_Goal of the exercise_
Gather each line containing the string "self" from these entries.

Extracted material START

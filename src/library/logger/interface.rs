use crate::error::BoxError;
use std::sync::Arc;

#[derive(Debug, Clone, Copy, PartialEq, Eq)]
pub enum Level {
    Info,
    Warn,
}

impl Level {
    pub fn as_str(&self) -> &'static str {
        match self {
            Level::Info => "INFO",
            Level::Warn => "WARN",
        }
    }
}

pub trait Logger: Send + Sync {
    fn log(&self, level: Level, message: &str) -> Result<(), BoxError>;

    fn with_namespace(&self, namespace: &str) -> Arc<dyn Logger + Send + Sync>;

    fn info(&self, message: &str) -> Result<(), BoxError> {
        self.log(Level::Info, message)
    }

    fn warn(&self, message: &str) -> Result<(), BoxError> {
        self.log(Level::Warn, message)
    }
}

pub fn join_namespace(current: Option<&str>, namespace: &str) -> String {
    match current {
        Some(current) => format!("{}:{}", current, namespace),
        None => namespace.to_string(),
    }
}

Extracted material END

_Completed task_
    pub fn as_str(&self) -> &'static str {
        match self {
    fn log(&self, level: Level, message: &str) -> Result<(), BoxError>;
    fn with_namespace(&self, namespace: &str) -> Arc<dyn Logger + Send + Sync>;
    fn info(&self, message: &str) -> Result<(), BoxError> {
        self.log(Level::Info, message)
    fn warn(&self, message: &str) -> Result<(), BoxError> {
        self.log(Level::Warn, message)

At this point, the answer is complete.